= WHAT THE EXERCISE ASKS =
Check every line of the data below for the word "changes". Copy the ones that have it.

Stored data entries:
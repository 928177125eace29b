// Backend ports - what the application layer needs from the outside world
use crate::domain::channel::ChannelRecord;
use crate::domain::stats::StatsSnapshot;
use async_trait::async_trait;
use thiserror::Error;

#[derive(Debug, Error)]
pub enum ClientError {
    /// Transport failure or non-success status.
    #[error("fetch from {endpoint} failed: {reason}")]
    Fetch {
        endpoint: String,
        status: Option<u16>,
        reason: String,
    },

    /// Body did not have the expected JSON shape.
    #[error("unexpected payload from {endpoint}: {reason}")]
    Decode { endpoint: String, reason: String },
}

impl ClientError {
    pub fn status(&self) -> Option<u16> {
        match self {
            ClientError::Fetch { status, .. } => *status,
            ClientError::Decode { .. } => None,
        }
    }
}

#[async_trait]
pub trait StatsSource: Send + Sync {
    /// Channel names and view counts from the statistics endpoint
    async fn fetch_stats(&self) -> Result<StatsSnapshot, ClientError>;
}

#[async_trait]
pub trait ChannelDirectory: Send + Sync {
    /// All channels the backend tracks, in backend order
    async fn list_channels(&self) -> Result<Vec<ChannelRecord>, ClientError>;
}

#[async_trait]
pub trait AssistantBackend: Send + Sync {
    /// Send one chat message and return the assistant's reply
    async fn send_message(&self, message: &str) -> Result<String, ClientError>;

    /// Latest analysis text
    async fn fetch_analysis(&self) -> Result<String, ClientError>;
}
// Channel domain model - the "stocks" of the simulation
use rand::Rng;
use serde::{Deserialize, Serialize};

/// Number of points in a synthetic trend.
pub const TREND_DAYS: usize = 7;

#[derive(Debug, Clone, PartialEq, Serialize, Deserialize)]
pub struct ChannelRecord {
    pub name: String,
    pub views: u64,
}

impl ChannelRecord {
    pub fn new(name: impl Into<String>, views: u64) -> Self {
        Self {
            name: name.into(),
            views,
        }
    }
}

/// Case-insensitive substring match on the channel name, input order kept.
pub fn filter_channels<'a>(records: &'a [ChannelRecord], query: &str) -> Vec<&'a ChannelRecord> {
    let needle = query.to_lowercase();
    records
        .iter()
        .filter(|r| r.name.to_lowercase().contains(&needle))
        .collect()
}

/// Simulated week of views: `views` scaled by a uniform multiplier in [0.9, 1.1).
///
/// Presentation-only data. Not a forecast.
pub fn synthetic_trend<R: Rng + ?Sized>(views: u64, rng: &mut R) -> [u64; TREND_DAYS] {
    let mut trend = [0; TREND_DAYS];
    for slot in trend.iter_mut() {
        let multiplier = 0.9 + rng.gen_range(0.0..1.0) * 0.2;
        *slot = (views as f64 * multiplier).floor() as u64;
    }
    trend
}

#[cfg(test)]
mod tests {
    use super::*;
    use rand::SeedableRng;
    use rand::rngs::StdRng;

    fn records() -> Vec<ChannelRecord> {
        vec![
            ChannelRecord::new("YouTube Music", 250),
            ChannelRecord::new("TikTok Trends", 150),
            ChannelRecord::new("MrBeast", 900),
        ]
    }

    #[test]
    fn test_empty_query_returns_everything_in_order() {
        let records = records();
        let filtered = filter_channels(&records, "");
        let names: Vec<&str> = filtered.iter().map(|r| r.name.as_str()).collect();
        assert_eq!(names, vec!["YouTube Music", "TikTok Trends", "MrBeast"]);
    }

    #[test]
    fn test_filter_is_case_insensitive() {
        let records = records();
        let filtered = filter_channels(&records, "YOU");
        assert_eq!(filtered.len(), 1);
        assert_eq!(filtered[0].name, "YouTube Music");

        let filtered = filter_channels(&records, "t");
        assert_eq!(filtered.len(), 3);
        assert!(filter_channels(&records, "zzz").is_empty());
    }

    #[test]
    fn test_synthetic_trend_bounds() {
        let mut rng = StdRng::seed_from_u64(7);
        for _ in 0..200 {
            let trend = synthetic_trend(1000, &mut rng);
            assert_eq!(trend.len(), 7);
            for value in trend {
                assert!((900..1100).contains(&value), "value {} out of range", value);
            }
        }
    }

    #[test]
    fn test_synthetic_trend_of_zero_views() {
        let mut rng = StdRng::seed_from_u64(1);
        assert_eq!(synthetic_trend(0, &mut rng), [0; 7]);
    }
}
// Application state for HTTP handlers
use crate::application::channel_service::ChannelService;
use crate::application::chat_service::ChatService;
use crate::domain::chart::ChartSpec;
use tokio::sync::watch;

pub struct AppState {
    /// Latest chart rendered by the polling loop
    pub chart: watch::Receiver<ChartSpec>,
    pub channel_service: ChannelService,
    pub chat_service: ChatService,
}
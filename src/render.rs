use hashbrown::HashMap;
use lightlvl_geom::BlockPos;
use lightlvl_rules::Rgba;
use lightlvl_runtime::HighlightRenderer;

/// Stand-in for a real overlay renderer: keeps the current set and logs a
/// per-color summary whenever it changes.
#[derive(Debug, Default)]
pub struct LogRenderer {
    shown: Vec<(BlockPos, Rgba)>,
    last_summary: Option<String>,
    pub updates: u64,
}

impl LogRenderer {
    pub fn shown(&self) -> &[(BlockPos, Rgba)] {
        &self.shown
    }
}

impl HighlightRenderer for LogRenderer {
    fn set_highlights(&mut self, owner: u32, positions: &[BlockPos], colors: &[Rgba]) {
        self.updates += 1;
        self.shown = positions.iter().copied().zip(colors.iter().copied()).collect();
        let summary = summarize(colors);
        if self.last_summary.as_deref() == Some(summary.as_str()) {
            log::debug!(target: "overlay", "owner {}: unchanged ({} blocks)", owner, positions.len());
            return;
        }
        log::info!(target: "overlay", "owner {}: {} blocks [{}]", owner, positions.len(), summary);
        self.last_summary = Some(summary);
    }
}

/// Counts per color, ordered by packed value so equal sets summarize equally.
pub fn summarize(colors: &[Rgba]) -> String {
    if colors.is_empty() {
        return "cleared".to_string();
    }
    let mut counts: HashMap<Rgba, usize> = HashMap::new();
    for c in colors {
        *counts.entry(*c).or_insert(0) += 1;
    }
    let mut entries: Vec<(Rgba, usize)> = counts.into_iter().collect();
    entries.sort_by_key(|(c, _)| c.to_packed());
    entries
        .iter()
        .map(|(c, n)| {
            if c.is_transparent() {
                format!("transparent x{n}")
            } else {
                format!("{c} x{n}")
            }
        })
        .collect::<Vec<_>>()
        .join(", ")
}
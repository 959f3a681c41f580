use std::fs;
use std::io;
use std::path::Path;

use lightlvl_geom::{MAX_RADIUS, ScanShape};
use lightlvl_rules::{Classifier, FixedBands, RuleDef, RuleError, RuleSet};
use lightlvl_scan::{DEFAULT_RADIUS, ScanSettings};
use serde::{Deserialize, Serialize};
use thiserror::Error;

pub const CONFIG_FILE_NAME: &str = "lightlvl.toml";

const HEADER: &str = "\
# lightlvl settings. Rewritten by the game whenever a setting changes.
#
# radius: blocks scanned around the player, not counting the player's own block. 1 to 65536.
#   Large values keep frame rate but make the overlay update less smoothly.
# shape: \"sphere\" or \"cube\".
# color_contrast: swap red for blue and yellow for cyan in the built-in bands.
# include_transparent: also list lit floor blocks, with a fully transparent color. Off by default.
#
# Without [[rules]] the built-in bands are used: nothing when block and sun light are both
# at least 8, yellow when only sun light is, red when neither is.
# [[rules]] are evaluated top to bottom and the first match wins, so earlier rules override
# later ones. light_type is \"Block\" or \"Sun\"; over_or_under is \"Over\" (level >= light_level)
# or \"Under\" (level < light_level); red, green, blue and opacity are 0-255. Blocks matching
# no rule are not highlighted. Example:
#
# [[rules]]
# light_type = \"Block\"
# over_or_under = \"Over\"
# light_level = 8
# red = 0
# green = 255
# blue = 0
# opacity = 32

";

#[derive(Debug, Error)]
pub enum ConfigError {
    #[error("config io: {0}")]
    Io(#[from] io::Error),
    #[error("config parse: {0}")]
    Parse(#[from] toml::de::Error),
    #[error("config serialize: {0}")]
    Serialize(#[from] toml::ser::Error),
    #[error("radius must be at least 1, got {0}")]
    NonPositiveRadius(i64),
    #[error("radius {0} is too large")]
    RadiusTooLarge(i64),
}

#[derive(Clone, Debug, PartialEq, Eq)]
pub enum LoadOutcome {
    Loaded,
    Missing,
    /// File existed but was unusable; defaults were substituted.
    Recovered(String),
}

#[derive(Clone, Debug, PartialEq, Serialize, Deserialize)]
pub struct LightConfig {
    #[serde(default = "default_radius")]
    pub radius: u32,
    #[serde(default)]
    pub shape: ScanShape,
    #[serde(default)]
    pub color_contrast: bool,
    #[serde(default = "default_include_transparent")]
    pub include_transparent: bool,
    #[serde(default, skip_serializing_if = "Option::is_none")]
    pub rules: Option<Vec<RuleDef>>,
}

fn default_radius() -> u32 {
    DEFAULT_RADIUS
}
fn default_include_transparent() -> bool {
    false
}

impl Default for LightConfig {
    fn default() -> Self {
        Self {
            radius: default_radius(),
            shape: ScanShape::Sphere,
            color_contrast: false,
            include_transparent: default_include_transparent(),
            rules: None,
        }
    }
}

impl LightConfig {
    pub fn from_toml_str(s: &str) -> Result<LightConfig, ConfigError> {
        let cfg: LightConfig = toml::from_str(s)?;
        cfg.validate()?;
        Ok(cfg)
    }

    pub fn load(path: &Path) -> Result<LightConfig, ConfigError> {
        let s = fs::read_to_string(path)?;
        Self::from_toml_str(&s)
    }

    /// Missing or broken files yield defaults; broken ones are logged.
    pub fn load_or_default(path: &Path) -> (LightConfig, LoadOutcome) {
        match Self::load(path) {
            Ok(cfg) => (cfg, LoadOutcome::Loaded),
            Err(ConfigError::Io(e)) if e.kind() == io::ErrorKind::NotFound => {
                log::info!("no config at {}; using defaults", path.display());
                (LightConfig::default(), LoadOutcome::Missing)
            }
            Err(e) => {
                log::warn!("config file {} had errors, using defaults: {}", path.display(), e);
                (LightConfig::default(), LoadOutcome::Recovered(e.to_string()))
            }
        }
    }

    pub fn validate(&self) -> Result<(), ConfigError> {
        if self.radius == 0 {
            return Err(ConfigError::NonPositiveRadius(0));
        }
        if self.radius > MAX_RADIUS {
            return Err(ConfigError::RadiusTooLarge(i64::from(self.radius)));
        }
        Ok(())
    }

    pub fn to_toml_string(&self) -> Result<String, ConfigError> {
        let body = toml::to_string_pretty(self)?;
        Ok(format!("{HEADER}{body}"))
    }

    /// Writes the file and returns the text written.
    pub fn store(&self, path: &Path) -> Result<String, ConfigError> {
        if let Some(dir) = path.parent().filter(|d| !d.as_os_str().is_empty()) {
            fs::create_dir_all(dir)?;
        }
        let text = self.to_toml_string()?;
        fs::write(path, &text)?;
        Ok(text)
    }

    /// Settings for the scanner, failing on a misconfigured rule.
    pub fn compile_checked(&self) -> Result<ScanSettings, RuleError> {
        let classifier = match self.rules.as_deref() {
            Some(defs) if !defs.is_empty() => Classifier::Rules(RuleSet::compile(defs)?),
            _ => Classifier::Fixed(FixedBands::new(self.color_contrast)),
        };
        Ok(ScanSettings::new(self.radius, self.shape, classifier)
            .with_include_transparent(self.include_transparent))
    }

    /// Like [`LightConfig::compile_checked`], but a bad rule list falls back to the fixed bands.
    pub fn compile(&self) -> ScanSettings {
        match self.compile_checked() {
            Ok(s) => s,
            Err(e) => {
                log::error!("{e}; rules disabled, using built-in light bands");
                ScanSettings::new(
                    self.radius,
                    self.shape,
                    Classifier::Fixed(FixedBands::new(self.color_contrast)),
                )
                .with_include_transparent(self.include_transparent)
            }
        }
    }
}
* * *
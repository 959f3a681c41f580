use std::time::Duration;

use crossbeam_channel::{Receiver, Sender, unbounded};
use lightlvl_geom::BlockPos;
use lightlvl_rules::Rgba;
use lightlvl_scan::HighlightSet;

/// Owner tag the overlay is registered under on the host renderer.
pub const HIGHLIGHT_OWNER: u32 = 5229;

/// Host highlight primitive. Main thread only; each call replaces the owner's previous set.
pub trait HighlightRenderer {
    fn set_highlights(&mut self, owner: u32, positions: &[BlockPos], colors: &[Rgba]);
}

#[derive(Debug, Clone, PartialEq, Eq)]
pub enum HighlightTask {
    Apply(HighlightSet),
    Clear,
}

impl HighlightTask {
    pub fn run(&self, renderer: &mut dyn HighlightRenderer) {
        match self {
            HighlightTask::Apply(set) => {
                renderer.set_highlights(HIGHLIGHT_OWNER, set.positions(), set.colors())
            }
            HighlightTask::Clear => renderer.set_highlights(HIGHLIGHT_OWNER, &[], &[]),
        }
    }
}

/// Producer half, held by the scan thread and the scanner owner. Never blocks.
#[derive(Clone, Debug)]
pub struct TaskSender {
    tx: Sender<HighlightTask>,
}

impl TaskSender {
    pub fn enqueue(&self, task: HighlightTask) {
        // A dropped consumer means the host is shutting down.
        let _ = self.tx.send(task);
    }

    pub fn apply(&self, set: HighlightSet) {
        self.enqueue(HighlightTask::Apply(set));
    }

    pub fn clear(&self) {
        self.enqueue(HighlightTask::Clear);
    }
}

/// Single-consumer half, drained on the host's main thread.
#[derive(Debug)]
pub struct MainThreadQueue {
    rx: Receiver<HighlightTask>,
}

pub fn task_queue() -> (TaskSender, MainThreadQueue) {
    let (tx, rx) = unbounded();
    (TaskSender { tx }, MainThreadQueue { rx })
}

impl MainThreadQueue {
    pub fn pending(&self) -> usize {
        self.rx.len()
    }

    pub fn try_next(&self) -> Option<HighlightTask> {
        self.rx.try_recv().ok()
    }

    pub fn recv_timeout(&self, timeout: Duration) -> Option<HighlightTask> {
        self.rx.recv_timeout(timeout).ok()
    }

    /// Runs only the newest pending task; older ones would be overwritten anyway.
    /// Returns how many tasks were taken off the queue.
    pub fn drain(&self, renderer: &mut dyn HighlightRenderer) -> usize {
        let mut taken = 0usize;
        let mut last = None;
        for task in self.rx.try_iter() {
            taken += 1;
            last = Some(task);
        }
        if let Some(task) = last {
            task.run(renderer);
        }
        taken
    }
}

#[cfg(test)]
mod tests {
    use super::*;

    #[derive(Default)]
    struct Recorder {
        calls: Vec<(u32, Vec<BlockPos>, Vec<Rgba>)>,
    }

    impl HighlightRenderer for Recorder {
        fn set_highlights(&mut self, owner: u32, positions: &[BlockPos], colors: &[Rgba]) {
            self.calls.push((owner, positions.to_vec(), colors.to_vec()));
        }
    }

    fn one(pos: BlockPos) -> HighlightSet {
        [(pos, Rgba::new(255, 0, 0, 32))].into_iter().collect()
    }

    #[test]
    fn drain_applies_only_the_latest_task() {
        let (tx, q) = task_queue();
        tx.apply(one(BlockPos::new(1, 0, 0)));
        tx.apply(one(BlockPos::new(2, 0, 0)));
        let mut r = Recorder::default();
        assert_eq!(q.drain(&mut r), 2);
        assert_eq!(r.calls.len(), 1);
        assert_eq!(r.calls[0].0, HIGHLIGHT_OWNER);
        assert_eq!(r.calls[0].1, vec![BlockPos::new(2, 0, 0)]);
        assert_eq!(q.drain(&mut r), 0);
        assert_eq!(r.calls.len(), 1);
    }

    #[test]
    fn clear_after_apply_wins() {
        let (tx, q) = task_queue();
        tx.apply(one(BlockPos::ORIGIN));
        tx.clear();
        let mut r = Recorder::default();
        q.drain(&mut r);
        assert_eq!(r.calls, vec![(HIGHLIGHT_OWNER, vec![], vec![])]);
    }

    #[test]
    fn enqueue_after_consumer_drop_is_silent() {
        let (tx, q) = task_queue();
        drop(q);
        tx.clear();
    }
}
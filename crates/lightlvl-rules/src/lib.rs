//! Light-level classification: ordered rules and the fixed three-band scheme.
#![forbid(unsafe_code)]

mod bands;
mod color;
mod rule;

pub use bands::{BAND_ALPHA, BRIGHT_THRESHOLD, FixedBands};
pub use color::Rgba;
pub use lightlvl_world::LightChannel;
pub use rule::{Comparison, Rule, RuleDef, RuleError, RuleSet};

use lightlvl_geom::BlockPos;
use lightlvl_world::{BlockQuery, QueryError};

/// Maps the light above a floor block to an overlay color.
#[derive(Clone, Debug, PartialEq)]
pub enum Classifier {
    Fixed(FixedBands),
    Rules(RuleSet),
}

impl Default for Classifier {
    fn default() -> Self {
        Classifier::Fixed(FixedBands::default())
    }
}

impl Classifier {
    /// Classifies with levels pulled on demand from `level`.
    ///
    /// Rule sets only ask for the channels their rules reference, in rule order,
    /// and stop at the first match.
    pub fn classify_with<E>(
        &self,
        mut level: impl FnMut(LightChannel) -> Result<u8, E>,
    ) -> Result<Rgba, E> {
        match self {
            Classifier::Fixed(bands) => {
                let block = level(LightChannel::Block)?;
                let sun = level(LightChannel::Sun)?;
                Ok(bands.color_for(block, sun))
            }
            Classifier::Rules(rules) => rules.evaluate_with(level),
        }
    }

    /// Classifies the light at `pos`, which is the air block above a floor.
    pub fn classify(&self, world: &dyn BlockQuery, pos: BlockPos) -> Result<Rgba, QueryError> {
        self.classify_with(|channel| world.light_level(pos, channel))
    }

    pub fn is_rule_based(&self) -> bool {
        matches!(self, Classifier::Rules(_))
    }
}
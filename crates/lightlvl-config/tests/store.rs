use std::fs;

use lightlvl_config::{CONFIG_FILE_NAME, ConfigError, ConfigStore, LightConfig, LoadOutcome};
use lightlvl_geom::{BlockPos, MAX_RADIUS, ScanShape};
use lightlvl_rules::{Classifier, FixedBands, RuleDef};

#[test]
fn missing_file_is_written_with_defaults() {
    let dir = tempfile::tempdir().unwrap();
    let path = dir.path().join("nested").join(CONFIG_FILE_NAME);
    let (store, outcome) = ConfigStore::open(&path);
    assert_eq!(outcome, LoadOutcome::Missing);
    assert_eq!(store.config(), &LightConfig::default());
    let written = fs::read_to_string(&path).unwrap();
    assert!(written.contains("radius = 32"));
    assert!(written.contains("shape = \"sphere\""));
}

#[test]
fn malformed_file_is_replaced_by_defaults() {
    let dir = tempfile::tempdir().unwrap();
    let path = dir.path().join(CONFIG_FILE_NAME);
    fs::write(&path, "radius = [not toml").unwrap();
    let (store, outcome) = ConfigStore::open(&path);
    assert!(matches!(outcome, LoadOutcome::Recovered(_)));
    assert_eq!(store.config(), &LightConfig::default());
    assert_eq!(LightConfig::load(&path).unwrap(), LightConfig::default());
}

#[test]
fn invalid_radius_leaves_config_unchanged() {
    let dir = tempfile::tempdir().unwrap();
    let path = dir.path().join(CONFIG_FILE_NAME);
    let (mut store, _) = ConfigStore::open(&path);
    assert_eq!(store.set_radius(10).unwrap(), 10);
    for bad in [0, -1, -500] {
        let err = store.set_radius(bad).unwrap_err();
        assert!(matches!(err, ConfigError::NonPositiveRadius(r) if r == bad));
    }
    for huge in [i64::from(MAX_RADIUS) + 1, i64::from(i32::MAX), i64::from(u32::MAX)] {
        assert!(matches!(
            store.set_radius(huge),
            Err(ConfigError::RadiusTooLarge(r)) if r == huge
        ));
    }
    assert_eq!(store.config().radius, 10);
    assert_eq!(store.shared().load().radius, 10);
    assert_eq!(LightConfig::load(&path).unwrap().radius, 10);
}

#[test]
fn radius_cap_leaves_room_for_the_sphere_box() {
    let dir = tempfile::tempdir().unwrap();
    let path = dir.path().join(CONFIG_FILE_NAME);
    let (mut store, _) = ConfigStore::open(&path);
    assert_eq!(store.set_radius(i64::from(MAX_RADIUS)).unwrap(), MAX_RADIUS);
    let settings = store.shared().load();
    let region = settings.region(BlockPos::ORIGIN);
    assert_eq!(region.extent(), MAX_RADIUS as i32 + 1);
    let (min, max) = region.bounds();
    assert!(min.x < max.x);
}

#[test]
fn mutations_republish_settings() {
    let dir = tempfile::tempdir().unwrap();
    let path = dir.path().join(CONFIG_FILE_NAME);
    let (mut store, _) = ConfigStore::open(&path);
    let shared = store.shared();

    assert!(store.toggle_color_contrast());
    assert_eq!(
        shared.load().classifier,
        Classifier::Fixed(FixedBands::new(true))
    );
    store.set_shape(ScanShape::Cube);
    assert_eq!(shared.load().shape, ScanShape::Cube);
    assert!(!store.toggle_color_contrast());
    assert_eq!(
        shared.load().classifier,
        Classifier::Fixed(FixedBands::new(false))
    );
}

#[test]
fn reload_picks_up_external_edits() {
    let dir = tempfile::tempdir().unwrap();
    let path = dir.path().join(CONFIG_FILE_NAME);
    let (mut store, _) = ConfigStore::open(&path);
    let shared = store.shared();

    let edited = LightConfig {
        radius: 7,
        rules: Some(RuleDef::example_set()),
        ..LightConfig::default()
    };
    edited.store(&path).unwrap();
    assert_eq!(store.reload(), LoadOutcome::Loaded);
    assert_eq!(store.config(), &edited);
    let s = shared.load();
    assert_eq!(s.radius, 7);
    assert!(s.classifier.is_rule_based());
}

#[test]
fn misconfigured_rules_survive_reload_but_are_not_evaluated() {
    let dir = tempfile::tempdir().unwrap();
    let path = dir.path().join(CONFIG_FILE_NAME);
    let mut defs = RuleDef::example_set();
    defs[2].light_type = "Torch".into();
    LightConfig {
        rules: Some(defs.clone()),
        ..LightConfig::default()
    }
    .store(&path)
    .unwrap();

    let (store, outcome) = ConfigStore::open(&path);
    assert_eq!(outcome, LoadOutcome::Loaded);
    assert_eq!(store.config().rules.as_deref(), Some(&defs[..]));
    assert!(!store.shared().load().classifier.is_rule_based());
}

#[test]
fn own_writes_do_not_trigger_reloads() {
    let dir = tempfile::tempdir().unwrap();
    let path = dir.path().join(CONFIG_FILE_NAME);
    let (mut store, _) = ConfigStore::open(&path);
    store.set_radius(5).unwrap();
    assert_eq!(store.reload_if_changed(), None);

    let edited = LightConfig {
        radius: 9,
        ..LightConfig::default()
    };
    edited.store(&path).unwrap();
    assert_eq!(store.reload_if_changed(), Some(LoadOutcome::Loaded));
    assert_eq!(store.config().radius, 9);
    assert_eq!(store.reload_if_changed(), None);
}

= TASK OUTPUT =
/// per-color summary whenever it changes.
# lightlvl settings. Rewritten by the game whenever a setting changes.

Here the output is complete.